A group of women farmers from Belhara village, Dhankuta district, in the mid-hills of Nepal, including Bishnu Maya (right) and her family and neighbors. Maize is the staple food in the region, but these women, like many farmers in the region, always used to struggle to grow enough maize to last the year, as the traditional varieties have only one small ear per plant and are prone to lodging (i.e., falling over).

The women’s lives began to change when they were invited to take part in participatory evaluations of improved maize varieties developed for the mid-hills region. The project was part of the Hill Maize Research Program (HMRP), a long-term collaboration between CIMMYT, the Nepal Agricultural Research Council (NARC), and other partners. The project focused on women farmers and other disadvantaged groups, testing and promoting technologies that could be implemented by the farmers themselves. Participating farmers have observed 20-50% higher grain yields with the new varieties. “Now I have enough food and can sell some surplus to pay for my children’s education,” says Maya.

According to a report released in 2010, more than two decades of joint efforts between researchers from Nepal and CIMMYT have helped boost the country’s maize yields 36% and those of wheat by 85%. As a result, farmers even in the country’s remote, mid-hill mountain areas have more food and brighter futures.
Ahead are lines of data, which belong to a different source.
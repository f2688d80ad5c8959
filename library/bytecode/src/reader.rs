use std::io::Read;

use log::debug;

use crate::ops::{Cursor, DecodeError, Opcode};
use crate::{chunk, Export, Image, Import, Lambda, ValidateError, MAGIC, VERSION};

#[derive(Debug, thiserror::Error)]
pub enum ReadError {
    #[error("unexpected end of image")]
    Eof,
    #[error("invalid magic")]
    Magic,
    #[error("unsupported image version {0}")]
    Version(u32),
    #[error("chunk {0} appears more than once")]
    DuplicateChunk(String),
    #[error("required chunk {0} is missing")]
    MissingChunk(String),
    #[error("chunk {tag} length {len} overflows the image")]
    ChunkOverflow { tag: String, len: usize },
    #[error("malformed {0} chunk")]
    Malformed(&'static str),
    #[error("atom table entry is not valid UTF-8")]
    InvalidAtom,
    #[error("literal table failed to decompress: {0}")]
    Literals(#[from] std::io::Error),
    #[error("code section: {0}")]
    Code(#[from] DecodeError),
    #[error(transparent)]
    Validate(#[from] ValidateError),
}

fn tag_name(tag: &[u8; 4]) -> String {
    String::from_utf8_lossy(tag).into_owned()
}

/// Parses a module image from a byte slice.
///
/// The reader consumes the header, then each chunk in sequence; unknown
/// chunk tags are skipped so future format revisions can add sections
/// without breaking older runtimes. The parsed image is validated before it
/// is returned, so a successful read implies a well-formed code section.
pub struct ImageReader<'a> {
    input: &'a [u8],
    image: Image,
}

impl<'a> ImageReader<'a> {
    pub fn new(input: &'a [u8]) -> Self {
        Self { input, image: Image::default() }
    }

    pub fn read(mut self) -> Result<Image, ReadError> {
        self.read_magic()?;
        let version = self.read_u32()?;
        if version != VERSION {
            return Err(ReadError::Version(version));
        }
        self.image.version = version;

        let mut seen: Vec<[u8; 4]> = Vec::new();
        while !self.input.is_empty() {
            let tag: [u8; 4] = self
                .read_bytes(4)?
                .try_into()
                .map_err(|_| ReadError::Eof)?;
            let len = self.read_u32()? as usize;
            if len > self.input.len() {
                return Err(ReadError::ChunkOverflow { tag: tag_name(&tag), len });
            }
            if seen.contains(&tag) {
                return Err(ReadError::DuplicateChunk(tag_name(&tag)));
            }
            seen.push(tag);
            let payload = self.read_bytes(len)?;
            // Chunks are padded to the next 4-byte boundary
            let pad = (4 - (len % 4)) % 4;
            if pad > 0 && !self.input.is_empty() {
                self.read_bytes(pad.min(self.input.len()))?;
            }

            match &tag {
                t if t == chunk::ATOMS => self.image.atoms = read_atoms(payload)?,
                t if t == chunk::IMPORTS => self.image.imports = read_imports(payload)?,
                t if t == chunk::EXPORTS => self.image.exports = read_exports(payload)?,
                t if t == chunk::LITERALS => self.image.literals = read_literals(payload)?,
                t if t == chunk::CODE => self.image.code = read_code(payload)?,
                t if t == chunk::STRINGS => self.image.strings = payload.to_vec(),
                t if t == chunk::FUNS => self.image.funs = read_funs(payload)?,
                t if t == chunk::LINES => self.image.lines = Some(payload.to_vec()),
                t if t == chunk::ATTRIBUTES => self.image.attributes = Some(payload.to_vec()),
                other => {
                    debug!(target: "loader", "skipping unknown chunk {}", tag_name(other));
                }
            }
        }

        for required in chunk::REQUIRED {
            if !seen.contains(required) {
                return Err(ReadError::MissingChunk(tag_name(required)));
            }
        }

        self.image.validate()?;
        Ok(self.image)
    }

    fn read_magic(&mut self) -> Result<(), ReadError> {
        let magic = self.read_bytes(MAGIC.len()).map_err(|_| ReadError::Magic)?;
        if magic == MAGIC {
            Ok(())
        } else {
            Err(ReadError::Magic)
        }
    }

    fn read_u32(&mut self) -> Result<u32, ReadError> {
        let bytes = self.read_bytes(4)?;
        Ok(u32::from_be_bytes(bytes.try_into().unwrap()))
    }

    fn read_bytes(&mut self, len: usize) -> Result<&'a [u8], ReadError> {
        if self.input.len() >= len {
            let (bytes, rest) = self.input.split_at(len);
            self.input = rest;
            Ok(bytes)
        } else {
            Err(ReadError::Eof)
        }
    }
}

struct Payload<'a>(&'a [u8]);

impl<'a> Payload<'a> {
    fn read_bytes(&mut self, len: usize, what: &'static str) -> Result<&'a [u8], ReadError> {
        if self.0.len() >= len {
            let (bytes, rest) = self.0.split_at(len);
            self.0 = rest;
            Ok(bytes)
        } else {
            Err(ReadError::Malformed(what))
        }
    }

    fn read_u8(&mut self, what: &'static str) -> Result<u8, ReadError> {
        Ok(self.read_bytes(1, what)?[0])
    }

    fn read_u32(&mut self, what: &'static str) -> Result<u32, ReadError> {
        Ok(u32::from_be_bytes(self.read_bytes(4, what)?.try_into().unwrap()))
    }
}

fn read_atoms(payload: &[u8]) -> Result<Vec<String>, ReadError> {
    let mut p = Payload(payload);
    let count = p.read_u32("AtU8")? as usize;
    let mut atoms = Vec::with_capacity(count.min(4096));
    for _ in 0..count {
        let len = p.read_u8("AtU8")? as usize;
        let bytes = p.read_bytes(len, "AtU8")?;
        let name = std::str::from_utf8(bytes).map_err(|_| ReadError::InvalidAtom)?;
        atoms.push(name.to_string());
    }
    Ok(atoms)
}

fn read_imports(payload: &[u8]) -> Result<Vec<Import>, ReadError> {
    let mut p = Payload(payload);
    let count = p.read_u32("ImpT")? as usize;
    let mut imports = Vec::with_capacity(count.min(4096));
    for _ in 0..count {
        imports.push(Import {
            module: p.read_u32("ImpT")?,
            function: p.read_u32("ImpT")?,
            arity: p.read_u8("ImpT")?,
        });
    }
    Ok(imports)
}

fn read_exports(payload: &[u8]) -> Result<Vec<Export>, ReadError> {
    let mut p = Payload(payload);
    let count = p.read_u32("ExpT")? as usize;
    let mut exports = Vec::with_capacity(count.min(4096));
    for _ in 0..count {
        exports.push(Export {
            function: p.read_u32("ExpT")?,
            arity: p.read_u8("ExpT")?,
            offset: p.read_u32("ExpT")?,
        });
    }
    Ok(exports)
}

fn read_literals(payload: &[u8]) -> Result<Vec<Vec<u8>>, ReadError> {
    let mut p = Payload(payload);
    let uncompressed_len = p.read_u32("LitT")? as usize;
    let mut decoder = libflate::zlib::Decoder::new(p.0)?;
    let mut table = Vec::with_capacity(uncompressed_len);
    decoder.read_to_end(&mut table)?;
    if table.len() != uncompressed_len {
        return Err(ReadError::Malformed("LitT"));
    }

    let mut p = Payload(&table);
    let count = p.read_u32("LitT")? as usize;
    let mut literals = Vec::with_capacity(count.min(4096));
    for _ in 0..count {
        let size = p.read_u32("LitT")? as usize;
        literals.push(p.read_bytes(size, "LitT")?.to_vec());
    }
    Ok(literals)
}

fn read_funs(payload: &[u8]) -> Result<Vec<Lambda>, ReadError> {
    let mut p = Payload(payload);
    let count = p.read_u32("FunT")? as usize;
    let mut funs = Vec::with_capacity(count.min(4096));
    for _ in 0..count {
        funs.push(Lambda {
            function: p.read_u32("FunT")?,
            arity: p.read_u8("FunT")?,
            env_len: p.read_u8("FunT")?,
            offset: p.read_u32("FunT")?,
        });
    }
    Ok(funs)
}

fn read_code(payload: &[u8]) -> Result<Vec<Opcode>, ReadError> {
    let mut p = Payload(payload);
    let count = p.read_u32("Code")? as usize;
    let mut cursor = Cursor::new(p.0);
    let mut code = Vec::with_capacity(count.min(1 << 16));
    for _ in 0..count {
        code.push(Opcode::decode(&mut cursor)?);
    }
    if !cursor.is_empty() {
        return Err(ReadError::Malformed("Code"));
    }
    Ok(code)
}
use crate::etf::{self, EtfError};
use crate::heap::{LiteralRegion, OffHeap, ProcessHeap};
use crate::process::{ProcessBody, ProcessId};
use crate::term::{Atom, AtomError, BoxKind, OpaqueTerm, Tag};

/// Literal-area ids share the instance id space and must fit the pointer
/// encoding's area field.
const MAX_INSTANCES: u32 = 1 << 20;

#[derive(Debug, Clone, Copy, PartialEq, Eq)]
pub struct LambdaInfo {
    pub function: Atom,
    pub arity: u8,
    pub env_len: u8,
    pub offset: u32,
}

/// One immutable loaded version of a module.
#[derive(Debug)]
pub struct ModuleInstance {
    pub id: u32,
    pub name: Atom,
    /// Local atom index → global atom
    pub atoms: Vec<Atom>,
    pub imports: Vec<(Atom, Atom, u8)>,
    pub exports: HashMap<(Atom, u8), u32>,
    pub lambdas: Vec<LambdaInfo>,
    /// Literal table: terms in this instance's literal region
    pub literals: Vec<OpaqueTerm>,
    pub code: Vec<Opcode>,
    /// Raw attributes chunk, retained for tooling
    pub attributes: Option<Vec<u8>>,
}

#[derive(Debug, thiserror::Error)]
pub enum LoadError {
    #[error(transparent)]
    Read(#[from] ReadError),
    #[error("atom table: {0}")]
    Atom(#[from] AtomError),
    #[error("old code for {0} has not been purged")]
    OldCodeExists(Atom),
    #[error("literal {index}: {source}")]
    Literal { index: usize, source: EtfError },
    #[error("loaded module instance limit reached")]
    InstanceLimit,
}

#[derive(Debug, Clone, Copy, PartialEq, Eq)]
pub enum PurgeResult {
    Purged,
    /// A process still executes the old code or references its literals
    Busy,
    NoOldCode,
    NotLoaded,
}

#[derive(Default)]
struct ModuleSlot {
    current: Option<Arc<ModuleInstance>>,
    old: Option<Arc<ModuleInstance>>,
}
Photo credit: D. Mowbray/CIMMYT.

For more on the HMRP and CIMMYT’s relationship with Nepal, see the following:
2010 e-news, “Nepal-CIMMYT partnerships reach the unreached”: http://www.cimmyt.org/en/about-us/media-resources/newsletter/869-nepal-cimmyt-partnerships-reach-the-unreachable.
2006 e-news, “People of the Clouds”: http://www.cimmyt.org/en/about-us/media-resources/newsletter/254-people-of-the-clouds.
Nepal-related stories on CIMMYT’s blog: http://blog.cimmyt.org/?s=nepal.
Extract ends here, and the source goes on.